Несмотря на чрезмерную затянутость спектакля. И дело не в мизансценах между монологами, которые были как раз интересны, и придуманы режиссером иногда вне Шекспировского контекста. А дело в том, что всем известный сюжет и большинству известный текст можно было сократить гораздо радикальнее, выиграв тем самым в динамике, и набрав обороты за счет спецэффектов и другими способами, коих было предостаточно. Слов было много. Лишних слов. Без которых и так все ясно.

Несмотря на использование уже избитых в современных постановках, и не шокирующих, и не открывающих Америку технических средств. Таких как видео съемка и её одновременная проекция на экран, микрофоны в руках у героев, настоящая земля, рассыпанная по сцене и льющаяся на всех вода. Заигрывание с публикой, когда включается свет и кого-то выбирают «отвечать» актерам.
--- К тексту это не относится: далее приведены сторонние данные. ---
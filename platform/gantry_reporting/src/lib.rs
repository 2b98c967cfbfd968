//! Reporting settings and report outputs.
//!
//! - [`ReportingExtension`]: the project's `reporting` settings. Owns the
//!   reports base directory (by convention `<build-dir>/reports`) and
//!   resolves report paths against it on demand.
//! - [`SimpleReport`] / [`ReportContainer`]: named report declarations.
//! - [`ReportingSettings`]: the same settings loaded from a TOML file.
//! - [`ProblemsReport`]: writes the build's problems as a JSON report.
//!
//! ```text
//! let settings = ReportingSettings::load(Path::new("gantry.toml"))?;
//! let reporting = settings.into_extension(project_dir)?;
//! let written = ProblemsReport::write(&reporting, &problems)?;
//! ```

mod error;
mod extension;
mod problems_report;
mod report;
mod settings;

pub use error::{ReportingError, ReportingResult};
pub use extension::{ProjectLayout, ReportingExtension};
pub use problems_report::ProblemsReport;
pub use report::{OutputType, ReportContainer, SimpleReport};
pub use settings::{ProjectSettings, ReportSettings, ReportingSection, ReportingSettings};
Но, надо заметить, что в совокупности все эти не-ноу-хау у режиссера срабатывают в «плюс», потому что выдержаны в едином ключе, а часть из используемых «подручных приемов» мне даже понравилась.

Отдельно надо остановится на сценографии Яна Паппельбаума. На авансцене, еще до начала спектакля открытой для зрителей, можно было разглядеть установленный на земляной насыпи гроб. А в глубине, заключенный между задником сцены и массивной стальной рамой, с легким струящимся занавесом, установлен обычный длинный стол, накрытый как на уличном пикнике пластиковой посудой, пачками сока или воды, пластиковыми тарелками с некой снедью. Вдоль стола еще до начала спектакля прохаживались актеры, все одетые в современные костюмы, а так как спектакль задерживали, то «гулять» им пришлось там минут двадцать. Стальная рама, как и стол с подиумом передвигаются вперед и назад весь спектакль, то приближая к нам зрителям пир, то открывая пространство для прочих дел. Легкий же занавес, на поверку оказывается весьма прочным и, кроме того, что служит экраном для видео, на нем еще спокойно виснут, раскачиваясь и рассуждая о бытие герои.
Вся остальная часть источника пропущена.